> [INSTRUCTIONS FOR THE TASK] Begin with the first line of the entries below. Copy each line exactly, stopping after the one that contains "and total seconds".

(Records excerpted from a collection)
- Opening Delimiter -

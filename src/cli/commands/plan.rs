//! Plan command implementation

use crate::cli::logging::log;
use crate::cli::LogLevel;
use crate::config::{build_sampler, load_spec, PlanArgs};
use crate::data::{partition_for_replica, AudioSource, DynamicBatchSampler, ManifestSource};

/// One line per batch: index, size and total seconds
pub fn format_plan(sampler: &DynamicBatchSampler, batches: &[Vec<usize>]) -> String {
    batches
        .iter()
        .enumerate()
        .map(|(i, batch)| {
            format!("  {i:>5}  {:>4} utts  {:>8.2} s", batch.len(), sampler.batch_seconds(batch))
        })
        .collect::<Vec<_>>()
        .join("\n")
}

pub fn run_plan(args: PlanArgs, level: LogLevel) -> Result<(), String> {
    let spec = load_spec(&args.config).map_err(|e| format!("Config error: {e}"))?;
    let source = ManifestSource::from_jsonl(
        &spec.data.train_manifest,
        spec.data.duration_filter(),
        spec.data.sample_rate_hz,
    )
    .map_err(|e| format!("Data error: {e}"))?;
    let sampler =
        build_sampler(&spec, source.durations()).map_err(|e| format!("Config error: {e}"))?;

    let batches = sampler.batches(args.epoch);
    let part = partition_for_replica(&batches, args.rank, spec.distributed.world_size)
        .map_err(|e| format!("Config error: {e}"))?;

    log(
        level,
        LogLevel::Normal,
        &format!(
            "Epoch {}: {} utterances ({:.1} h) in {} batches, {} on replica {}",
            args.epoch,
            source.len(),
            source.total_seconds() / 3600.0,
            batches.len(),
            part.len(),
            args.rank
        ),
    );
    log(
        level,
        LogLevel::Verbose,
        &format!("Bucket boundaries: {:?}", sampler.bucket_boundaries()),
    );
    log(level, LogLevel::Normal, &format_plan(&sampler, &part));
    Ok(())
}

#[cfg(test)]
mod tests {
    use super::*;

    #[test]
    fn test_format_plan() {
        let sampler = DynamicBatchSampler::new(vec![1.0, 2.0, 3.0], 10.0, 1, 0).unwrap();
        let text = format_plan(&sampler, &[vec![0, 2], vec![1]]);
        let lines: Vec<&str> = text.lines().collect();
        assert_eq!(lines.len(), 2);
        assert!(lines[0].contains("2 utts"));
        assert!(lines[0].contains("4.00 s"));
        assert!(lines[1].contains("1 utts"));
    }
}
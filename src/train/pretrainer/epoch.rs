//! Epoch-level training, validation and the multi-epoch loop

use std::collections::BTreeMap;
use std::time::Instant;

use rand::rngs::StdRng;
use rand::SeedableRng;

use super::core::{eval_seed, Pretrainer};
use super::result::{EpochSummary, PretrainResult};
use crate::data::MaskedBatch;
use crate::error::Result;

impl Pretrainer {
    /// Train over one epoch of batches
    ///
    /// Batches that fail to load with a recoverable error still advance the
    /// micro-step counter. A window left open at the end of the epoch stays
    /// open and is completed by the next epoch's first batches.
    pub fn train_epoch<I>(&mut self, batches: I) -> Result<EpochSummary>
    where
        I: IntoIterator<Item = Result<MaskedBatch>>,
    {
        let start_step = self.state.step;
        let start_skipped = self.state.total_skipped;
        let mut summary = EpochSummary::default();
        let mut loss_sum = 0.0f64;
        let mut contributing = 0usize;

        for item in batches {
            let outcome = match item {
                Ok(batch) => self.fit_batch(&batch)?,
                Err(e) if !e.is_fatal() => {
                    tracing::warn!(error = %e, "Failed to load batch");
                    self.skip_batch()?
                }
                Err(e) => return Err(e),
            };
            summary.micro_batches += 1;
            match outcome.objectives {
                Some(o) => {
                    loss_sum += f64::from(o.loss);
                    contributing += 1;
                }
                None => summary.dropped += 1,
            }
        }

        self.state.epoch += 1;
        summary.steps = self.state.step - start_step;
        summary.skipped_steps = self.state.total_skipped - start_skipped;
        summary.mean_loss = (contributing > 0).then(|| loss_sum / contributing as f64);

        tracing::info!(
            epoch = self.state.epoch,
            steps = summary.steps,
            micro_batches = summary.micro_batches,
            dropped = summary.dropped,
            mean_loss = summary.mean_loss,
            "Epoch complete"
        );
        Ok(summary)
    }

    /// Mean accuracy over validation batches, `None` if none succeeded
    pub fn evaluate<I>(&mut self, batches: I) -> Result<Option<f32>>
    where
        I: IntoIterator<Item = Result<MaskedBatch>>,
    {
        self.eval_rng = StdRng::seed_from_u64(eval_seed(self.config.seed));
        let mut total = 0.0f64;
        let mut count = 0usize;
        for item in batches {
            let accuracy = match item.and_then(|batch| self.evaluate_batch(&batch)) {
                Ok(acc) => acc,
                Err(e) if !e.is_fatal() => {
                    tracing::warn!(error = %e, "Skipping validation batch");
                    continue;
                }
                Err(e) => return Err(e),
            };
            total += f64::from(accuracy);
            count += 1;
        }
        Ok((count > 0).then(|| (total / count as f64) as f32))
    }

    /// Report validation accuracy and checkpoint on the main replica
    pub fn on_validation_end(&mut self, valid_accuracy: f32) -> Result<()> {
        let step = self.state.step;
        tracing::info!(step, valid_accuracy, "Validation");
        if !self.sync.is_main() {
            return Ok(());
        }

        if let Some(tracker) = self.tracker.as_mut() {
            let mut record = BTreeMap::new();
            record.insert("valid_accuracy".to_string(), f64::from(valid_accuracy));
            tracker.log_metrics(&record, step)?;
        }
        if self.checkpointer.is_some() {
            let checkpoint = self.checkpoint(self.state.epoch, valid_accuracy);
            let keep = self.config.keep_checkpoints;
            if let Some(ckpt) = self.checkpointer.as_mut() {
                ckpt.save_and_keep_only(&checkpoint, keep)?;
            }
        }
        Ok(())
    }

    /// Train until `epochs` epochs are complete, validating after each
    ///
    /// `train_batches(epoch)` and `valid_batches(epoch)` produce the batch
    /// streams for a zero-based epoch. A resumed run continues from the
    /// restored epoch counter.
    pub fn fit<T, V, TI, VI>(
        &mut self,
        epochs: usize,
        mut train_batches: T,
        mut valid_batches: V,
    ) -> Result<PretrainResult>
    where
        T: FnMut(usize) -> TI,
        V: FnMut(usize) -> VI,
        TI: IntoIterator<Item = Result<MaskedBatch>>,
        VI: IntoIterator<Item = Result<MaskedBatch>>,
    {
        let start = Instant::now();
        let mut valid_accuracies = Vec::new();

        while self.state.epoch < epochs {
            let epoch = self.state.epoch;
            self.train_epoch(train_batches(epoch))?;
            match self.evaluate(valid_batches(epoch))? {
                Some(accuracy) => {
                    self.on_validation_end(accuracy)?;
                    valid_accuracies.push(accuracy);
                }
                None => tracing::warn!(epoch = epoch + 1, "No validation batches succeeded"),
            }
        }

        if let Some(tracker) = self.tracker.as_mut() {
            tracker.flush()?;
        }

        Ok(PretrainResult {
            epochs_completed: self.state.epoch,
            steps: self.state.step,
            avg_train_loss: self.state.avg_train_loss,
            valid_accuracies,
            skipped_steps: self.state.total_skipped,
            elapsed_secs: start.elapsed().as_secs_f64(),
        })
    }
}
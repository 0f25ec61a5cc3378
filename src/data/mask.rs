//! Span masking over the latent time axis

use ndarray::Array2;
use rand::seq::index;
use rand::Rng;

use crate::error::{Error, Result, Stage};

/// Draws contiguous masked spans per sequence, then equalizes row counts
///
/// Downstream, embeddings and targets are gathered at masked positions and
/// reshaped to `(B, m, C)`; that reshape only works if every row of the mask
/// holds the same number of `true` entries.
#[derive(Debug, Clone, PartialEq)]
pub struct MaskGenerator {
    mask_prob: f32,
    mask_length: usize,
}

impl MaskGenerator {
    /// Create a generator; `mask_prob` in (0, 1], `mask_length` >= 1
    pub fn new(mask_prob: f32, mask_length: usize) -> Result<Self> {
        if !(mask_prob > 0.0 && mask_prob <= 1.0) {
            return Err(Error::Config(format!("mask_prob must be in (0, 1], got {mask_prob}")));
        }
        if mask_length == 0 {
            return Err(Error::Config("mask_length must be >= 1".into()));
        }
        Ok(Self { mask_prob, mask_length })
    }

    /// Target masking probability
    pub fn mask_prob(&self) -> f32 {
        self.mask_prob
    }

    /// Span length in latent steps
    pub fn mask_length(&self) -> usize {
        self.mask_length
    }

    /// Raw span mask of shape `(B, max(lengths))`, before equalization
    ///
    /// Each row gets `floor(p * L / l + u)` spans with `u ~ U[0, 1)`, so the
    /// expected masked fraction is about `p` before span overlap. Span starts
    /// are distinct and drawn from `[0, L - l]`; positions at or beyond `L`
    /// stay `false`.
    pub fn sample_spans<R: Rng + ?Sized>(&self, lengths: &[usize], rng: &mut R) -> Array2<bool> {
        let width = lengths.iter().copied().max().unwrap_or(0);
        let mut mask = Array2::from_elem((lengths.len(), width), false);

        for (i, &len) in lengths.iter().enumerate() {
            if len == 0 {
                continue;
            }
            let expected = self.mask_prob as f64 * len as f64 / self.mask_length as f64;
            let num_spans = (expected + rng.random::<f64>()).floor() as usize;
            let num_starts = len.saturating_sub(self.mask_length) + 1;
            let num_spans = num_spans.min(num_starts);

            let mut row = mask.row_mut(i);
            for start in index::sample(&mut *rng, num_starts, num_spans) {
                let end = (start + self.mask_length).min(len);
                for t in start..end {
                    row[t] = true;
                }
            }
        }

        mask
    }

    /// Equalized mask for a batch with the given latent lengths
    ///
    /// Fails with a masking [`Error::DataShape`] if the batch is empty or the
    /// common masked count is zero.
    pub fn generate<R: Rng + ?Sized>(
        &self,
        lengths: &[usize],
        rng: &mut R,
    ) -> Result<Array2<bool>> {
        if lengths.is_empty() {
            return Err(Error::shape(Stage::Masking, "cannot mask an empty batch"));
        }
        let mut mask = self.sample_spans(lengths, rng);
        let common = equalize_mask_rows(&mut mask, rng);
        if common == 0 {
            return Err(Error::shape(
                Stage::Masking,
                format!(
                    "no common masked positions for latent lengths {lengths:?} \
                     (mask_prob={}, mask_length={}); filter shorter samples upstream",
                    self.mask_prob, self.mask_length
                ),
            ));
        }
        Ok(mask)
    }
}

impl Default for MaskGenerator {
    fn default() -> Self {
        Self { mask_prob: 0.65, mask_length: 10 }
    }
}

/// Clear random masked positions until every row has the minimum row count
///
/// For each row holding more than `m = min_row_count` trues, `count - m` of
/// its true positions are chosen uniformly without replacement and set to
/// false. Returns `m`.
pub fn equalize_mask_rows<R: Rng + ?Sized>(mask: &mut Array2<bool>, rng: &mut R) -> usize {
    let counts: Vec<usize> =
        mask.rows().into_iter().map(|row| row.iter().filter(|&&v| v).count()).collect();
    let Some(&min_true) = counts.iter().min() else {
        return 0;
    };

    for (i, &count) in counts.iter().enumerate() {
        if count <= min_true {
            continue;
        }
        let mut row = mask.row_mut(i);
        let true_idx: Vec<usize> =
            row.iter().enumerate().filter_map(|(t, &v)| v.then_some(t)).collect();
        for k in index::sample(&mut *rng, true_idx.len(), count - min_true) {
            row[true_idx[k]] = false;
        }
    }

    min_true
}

- Closing Delimiter -

> [EXERCISE RESULT]
filename src/cli/commands/plan.rs
//! Plan command implementation

use crate::cli::logging::log;
use crate::cli::LogLevel;
use crate::config::{build_sampler, load_spec, PlanArgs};
use crate::data::{partition_for_replica, AudioSource, DynamicBatchSampler, ManifestSource};

/// One line per batch: index, size and total seconds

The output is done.